┌──
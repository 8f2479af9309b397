use clap::Parser;
use maze_chase::engine::GameEngine;
use maze_chase::grid::standard_config;
use maze_chase::types::{Direction, GameEvent, Phase, Snapshot};
use serde::Serialize;
use serde_json::{json, Value};
use std::collections::{BTreeMap, HashSet};
use std::io;
use std::path::{Path, PathBuf};
use std::time::{SystemTime, UNIX_EPOCH};

#[derive(Parser, Debug)]
#[command(author, version, about)]
struct Cli {
    /// Run a single custom scenario instead of the default pair.
    #[arg(long)]
    single: bool,
    #[arg(long)]
    seed: Option<u64>,
    #[arg(long)]
    ticks: Option<u64>,
    #[arg(long)]
    run_id: Option<String>,
    #[arg(long)]
    summary_out: Option<PathBuf>,
}

#[derive(Clone, Debug, Serialize)]
struct Scenario {
    name: String,
    seed: u32,
    #[serde(rename = "maxTicks")]
    max_ticks: u64,
}

#[derive(Clone, Copy, Debug, PartialEq, Eq, Serialize)]
#[serde(rename_all = "snake_case")]
enum Outcome {
    GameOver,
    TickLimit,
}

#[derive(Clone, Debug, Serialize)]
struct ScenarioResultLine {
    scenario: String,
    seed: u32,
    ticks: u64,
    outcome: Outcome,
    score: u32,
    #[serde(rename = "highScore")]
    high_score: u32,
    level: u32,
    #[serde(rename = "dotsEaten")]
    dots_eaten: u64,
    #[serde(rename = "pelletsEaten")]
    pellets_eaten: u64,
    #[serde(rename = "levelsCompleted")]
    levels_completed: u64,
    anomalies: Vec<String>,
}

#[derive(Clone, Debug, Serialize)]
struct AnomalyRecord {
    tick: u64,
    message: String,
}

#[derive(Clone, Debug, Serialize)]
struct ScenarioRunResult {
    #[serde(flatten)]
    result: ScenarioResultLine,
    #[serde(rename = "anomalyRecords")]
    anomaly_records: Vec<AnomalyRecord>,
}

#[derive(Clone, Debug, Serialize)]
struct RunSummary {
    #[serde(rename = "runId")]
    run_id: String,
    #[serde(rename = "startedAtMs")]
    started_at_ms: u64,
    #[serde(rename = "finishedAtMs")]
    finished_at_ms: u64,
    #[serde(rename = "scenarioCount")]
    scenario_count: usize,
    #[serde(rename = "anomalyCount")]
    anomaly_count: usize,
    #[serde(rename = "outcomeCounts")]
    outcome_counts: BTreeMap<String, usize>,
    scenarios: Vec<ScenarioResultLine>,
}

#[derive(Clone, Debug, Serialize)]
struct StructuredLogLine {
    #[serde(rename = "timestampMs")]
    timestamp_ms: u64,
    level: String,
    event: String,
    #[serde(rename = "runId")]
    run_id: String,
    #[serde(skip_serializing_if = "Option::is_none")]
    scenario: Option<String>,
    #[serde(skip_serializing_if = "Option::is_none")]
    seed: Option<u32>,
    #[serde(skip_serializing_if = "Option::is_none")]
    tick: Option<u64>,
    details: Value,
}

fn main() {
    let cli = Cli::parse();
    let scenarios = resolve_scenarios(&cli);
    let run_started_at_ms = now_ms();
    let seed_hint = scenarios.first().map(|scenario| scenario.seed).unwrap_or(0);
    let run_id = cli
        .run_id
        .clone()
        .unwrap_or_else(|| default_run_id(seed_hint, run_started_at_ms));

    let mut has_anomaly = false;
    let mut scenario_results = Vec::new();
    let mut outcome_counts: BTreeMap<String, usize> = BTreeMap::new();
    let mut total_anomalies = 0usize;

    for scenario in scenarios {
        emit_log(
            "info",
            "scenario_started",
            &run_id,
            Some(&scenario.name),
            Some(scenario.seed),
            None,
            json!({ "maxTicks": scenario.max_ticks }),
        );
        let scenario_run = run_scenario(&scenario);

        for anomaly in &scenario_run.anomaly_records {
            emit_log(
                "warn",
                "anomaly_detected",
                &run_id,
                Some(&scenario.name),
                Some(scenario.seed),
                Some(anomaly.tick),
                json!({ "message": anomaly.message }),
            );
        }

        if !scenario_run.result.anomalies.is_empty() {
            has_anomaly = true;
        }
        total_anomalies += scenario_run.anomaly_records.len();
        *outcome_counts
            .entry(outcome_key(scenario_run.result.outcome))
            .or_insert(0) += 1;

        emit_log(
            "info",
            "scenario_finished",
            &run_id,
            Some(&scenario.name),
            Some(scenario.seed),
            Some(scenario_run.result.ticks),
            json!({
                "outcome": scenario_run.result.outcome,
                "score": scenario_run.result.score,
                "level": scenario_run.result.level,
                "anomalyCount": scenario_run.anomaly_records.len(),
            }),
        );

        println!(
            "{}",
            serde_json::to_string(&scenario_run.result).expect("scenario result should serialize")
        );
        scenario_results.push(scenario_run.result);
    }

    let run_finished_at_ms = now_ms();
    let scenario_count = scenario_results.len();
    let summary = RunSummary {
        run_id: run_id.clone(),
        started_at_ms: run_started_at_ms,
        finished_at_ms: run_finished_at_ms,
        scenario_count,
        anomaly_count: total_anomalies,
        outcome_counts,
        scenarios: scenario_results,
    };

    let mut summary_out_written: Option<String> = None;
    if let Some(path) = cli.summary_out.as_ref() {
        if let Err(error) = write_summary(path, &summary) {
            emit_log(
                "error",
                "summary_write_failed",
                &run_id,
                None,
                None,
                None,
                json!({
                    "path": path.to_string_lossy(),
                    "error": error.to_string(),
                }),
            );
            std::process::exit(2);
        }
        summary_out_written = Some(path.to_string_lossy().to_string());
    }

    emit_log(
        "info",
        "run_finished",
        &run_id,
        None,
        None,
        None,
        json!({
            "scenarioCount": summary.scenario_count,
            "anomalyCount": summary.anomaly_count,
            "outcomeCounts": summary.outcome_counts,
            "summaryOut": summary_out_written,
        }),
    );

    if has_anomaly {
        std::process::exit(1);
    }
}

fn resolve_scenarios(cli: &Cli) -> Vec<Scenario> {
    let seed = normalize_seed(cli.seed.unwrap_or_else(now_ms));
    if cli.single || cli.seed.is_some() || cli.ticks.is_some() {
        return vec![Scenario {
            name: format!("custom-seed{seed}"),
            seed,
            max_ticks: cli.ticks.unwrap_or(2_000).clamp(1, 200_000),
        }];
    }

    vec![
        Scenario {
            name: "sweep-check".to_string(),
            seed,
            max_ticks: 2_000,
        },
        Scenario {
            name: "long-haul".to_string(),
            seed: normalize_seed(seed as u64 + 1),
            max_ticks: 10_000,
        },
    ]
}

struct SingleRun {
    serialized: Vec<String>,
    result: ScenarioResultLine,
    anomaly_records: Vec<AnomalyRecord>,
    anomaly_seen: HashSet<String>,
}

/// Runs the scenario twice with identical inputs; any divergence between the
/// two snapshot streams is itself an anomaly.
fn run_scenario(scenario: &Scenario) -> ScenarioRunResult {
    let first = run_once(scenario);
    let second = run_once(scenario);

    let mut result = first.result;
    let mut anomaly_records = first.anomaly_records;
    let mut anomaly_seen = first.anomaly_seen;
    if first.serialized != second.serialized {
        let tick = first
            .serialized
            .iter()
            .zip(second.serialized.iter())
            .position(|(a, b)| a != b)
            .map(|index| index as u64 + 1)
            .unwrap_or(result.ticks);
        push_anomaly(
            &mut result.anomalies,
            &mut anomaly_records,
            &mut anomaly_seen,
            tick,
            "determinism violation: repeated run diverged".to_string(),
        );
    }

    ScenarioRunResult {
        result,
        anomaly_records,
    }
}

fn run_once(scenario: &Scenario) -> SingleRun {
    let mut engine =
        GameEngine::new(standard_config(scenario.seed)).expect("standard config should be valid");

    let mut serialized = Vec::new();
    let mut anomalies = Vec::new();
    let mut anomaly_records = Vec::new();
    let mut anomaly_seen = HashSet::new();
    let mut dots_eaten = 0u64;
    let mut pellets_eaten = 0u64;
    let mut levels_completed = 0u64;
    let mut last_score = 0u32;
    let mut last_left = engine.collectibles_left();
    let mut ticks = 0u64;
    let mut outcome = Outcome::TickLimit;

    for tick in 0..scenario.max_ticks {
        engine.tick(Some(scripted_direction(tick)));
        let snapshot = engine.snapshot();
        ticks = snapshot.tick;

        let mut level_up = false;
        for event in &snapshot.events {
            match event {
                GameEvent::DotEaten { .. } => dots_eaten += 1,
                GameEvent::PelletEaten { .. } => pellets_eaten += 1,
                GameEvent::LevelComplete { .. } => {
                    levels_completed += 1;
                    level_up = true;
                }
                GameEvent::GhostCollision { .. } => {}
            }
        }

        for message in
            collect_tick_anomalies(&engine, &snapshot, last_score, last_left, level_up)
        {
            push_anomaly(
                &mut anomalies,
                &mut anomaly_records,
                &mut anomaly_seen,
                snapshot.tick,
                message,
            );
        }
        last_score = snapshot.score;
        last_left = snapshot.collectibles_left;

        serialized
            .push(serde_json::to_string(&snapshot).expect("snapshot should serialize"));

        if snapshot.phase == Phase::GameOver {
            outcome = Outcome::GameOver;
            break;
        }
    }

    let summary = engine.summary();
    SingleRun {
        serialized,
        result: ScenarioResultLine {
            scenario: scenario.name.clone(),
            seed: scenario.seed,
            ticks,
            outcome,
            score: summary.score,
            high_score: summary.high_score,
            level: summary.level,
            dots_eaten,
            pellets_eaten,
            levels_completed,
            anomalies,
        },
        anomaly_records,
        anomaly_seen,
    }
}

/// Deterministic pilot: hold each direction for seven ticks, cycling through
/// the compass. Crude, but it covers corridors, turns and tunnels.
fn scripted_direction(tick: u64) -> Direction {
    const HOLD_TICKS: u64 = 7;
    match (tick / HOLD_TICKS) % 4 {
        0 => Direction::Right,
        1 => Direction::Down,
        2 => Direction::Left,
        _ => Direction::Up,
    }
}

fn collect_tick_anomalies(
    engine: &GameEngine,
    snapshot: &Snapshot,
    last_score: u32,
    last_left: usize,
    level_up: bool,
) -> Vec<String> {
    let mut anomalies = Vec::new();
    let map = engine.map();

    let player = &snapshot.player;
    if player.x < 0.0
        || player.x >= map.width as f32
        || player.y < 0.0
        || player.y >= map.height as f32
    {
        anomalies.push(format!(
            "player position out of range: ({}, {})",
            player.x, player.y
        ));
    }
    let tile = map.tile_at(player.x, player.y);
    if map.is_wall(tile.x, tile.y) {
        anomalies.push(format!("player inside wall tile ({}, {})", tile.x, tile.y));
    }

    for ghost in &snapshot.ghosts {
        let tile = map.tile_at(ghost.x, ghost.y);
        if map.is_wall(tile.x, tile.y) {
            anomalies.push(format!(
                "ghost {} inside wall tile ({}, {})",
                ghost.id, tile.x, tile.y
            ));
        }
    }

    if snapshot.score < last_score {
        anomalies.push(format!(
            "score decreased: {} -> {}",
            last_score, snapshot.score
        ));
    }
    if snapshot.high_score < snapshot.score {
        anomalies.push(format!(
            "high score {} below score {}",
            snapshot.high_score, snapshot.score
        ));
    }
    if !level_up && snapshot.collectibles_left > last_left {
        anomalies.push(format!(
            "collectibles grew without level change: {} -> {}",
            last_left, snapshot.collectibles_left
        ));
    }
    anomalies
}

fn push_anomaly(
    anomalies: &mut Vec<String>,
    anomaly_records: &mut Vec<AnomalyRecord>,
    anomaly_seen: &mut HashSet<String>,
    tick: u64,
    message: String,
) {
    anomaly_records.push(AnomalyRecord {
        tick,
        message: message.clone(),
    });
    if anomaly_seen.insert(message.clone()) {
        anomalies.push(message);
    }
}

fn normalize_seed(seed: u64) -> u32 {
    seed as u32
}

fn default_run_id(seed: u32, timestamp_ms: u64) -> String {
    format!("sim-{seed}-{timestamp_ms}")
}

fn outcome_key(outcome: Outcome) -> String {
    match outcome {
        Outcome::GameOver => "game_over",
        Outcome::TickLimit => "tick_limit",
    }
    .to_string()
}

fn emit_log(
    level: &str,
    event: &str,
    run_id: &str,
    scenario: Option<&str>,
    seed: Option<u32>,
    tick: Option<u64>,
    details: Value,
) {
    let log_line = StructuredLogLine {
        timestamp_ms: now_ms(),
        level: level.to_string(),
        event: event.to_string(),
        run_id: run_id.to_string(),
        scenario: scenario.map(|value| value.to_string()),
        seed,
        tick,
        details,
    };
    eprintln!(
        "{}",
        serde_json::to_string(&log_line).expect("structured log should serialize")
    );
}

fn now_ms() -> u64 {
    SystemTime::now()
        .duration_since(UNIX_EPOCH)
        .unwrap_or_default()
        .as_millis() as u64
}

fn write_summary(path: &Path, summary: &RunSummary) -> io::Result<()> {
    let summary_text =
        serde_json::to_string_pretty(summary).expect("run summary should serialize");
    if let Some(parent) = path.parent() {
        if !parent.as_os_str().is_empty() {
            std::fs::create_dir_all(parent)?;
        }
    }
    std::fs::write(path, summary_text)
}

#[cfg(test)]
mod tests {
    use super::*;

    #[test]
    fn scripted_direction_cycles_through_the_compass() {
        assert_eq!(scripted_direction(0), Direction::Right);
        assert_eq!(scripted_direction(6), Direction::Right);
        assert_eq!(scripted_direction(7), Direction::Down);
        assert_eq!(scripted_direction(14), Direction::Left);
        assert_eq!(scripted_direction(21), Direction::Up);
        assert_eq!(scripted_direction(28), Direction::Right);
    }

    #[test]
    fn clean_run_produces_no_anomalies() {
        let scenario = Scenario {
            name: "test".to_string(),
            seed: 42,
            max_ticks: 500,
        };
        let run = run_scenario(&scenario);
        assert!(
            run.result.anomalies.is_empty(),
            "unexpected anomalies: {:?}",
            run.result.anomalies
        );
        assert!(run.result.ticks > 0);
    }

    #[test]
    fn repeated_runs_report_identical_results() {
        let scenario = Scenario {
            name: "test".to_string(),
            seed: 7,
            max_ticks: 300,
        };
        let a = run_once(&scenario);
        let b = run_once(&scenario);
        assert_eq!(a.serialized, b.serialized);
        assert_eq!(a.result.score, b.result.score);
    }

    #[test]
    fn anomaly_messages_are_deduplicated_per_scenario() {
        let mut anomalies = Vec::new();
        let mut records = Vec::new();
        let mut seen = HashSet::new();
        push_anomaly(&mut anomalies, &mut records, &mut seen, 1, "x".to_string());
        push_anomaly(&mut anomalies, &mut records, &mut seen, 2, "x".to_string());
        assert_eq!(anomalies.len(), 1);
        assert_eq!(records.len(), 2);
    }
}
└──
■ Instructions for the task ■
On how many lines above does the word "StructuredLogLine" appear? Answer with that figure only.

■ Exercise output ■
2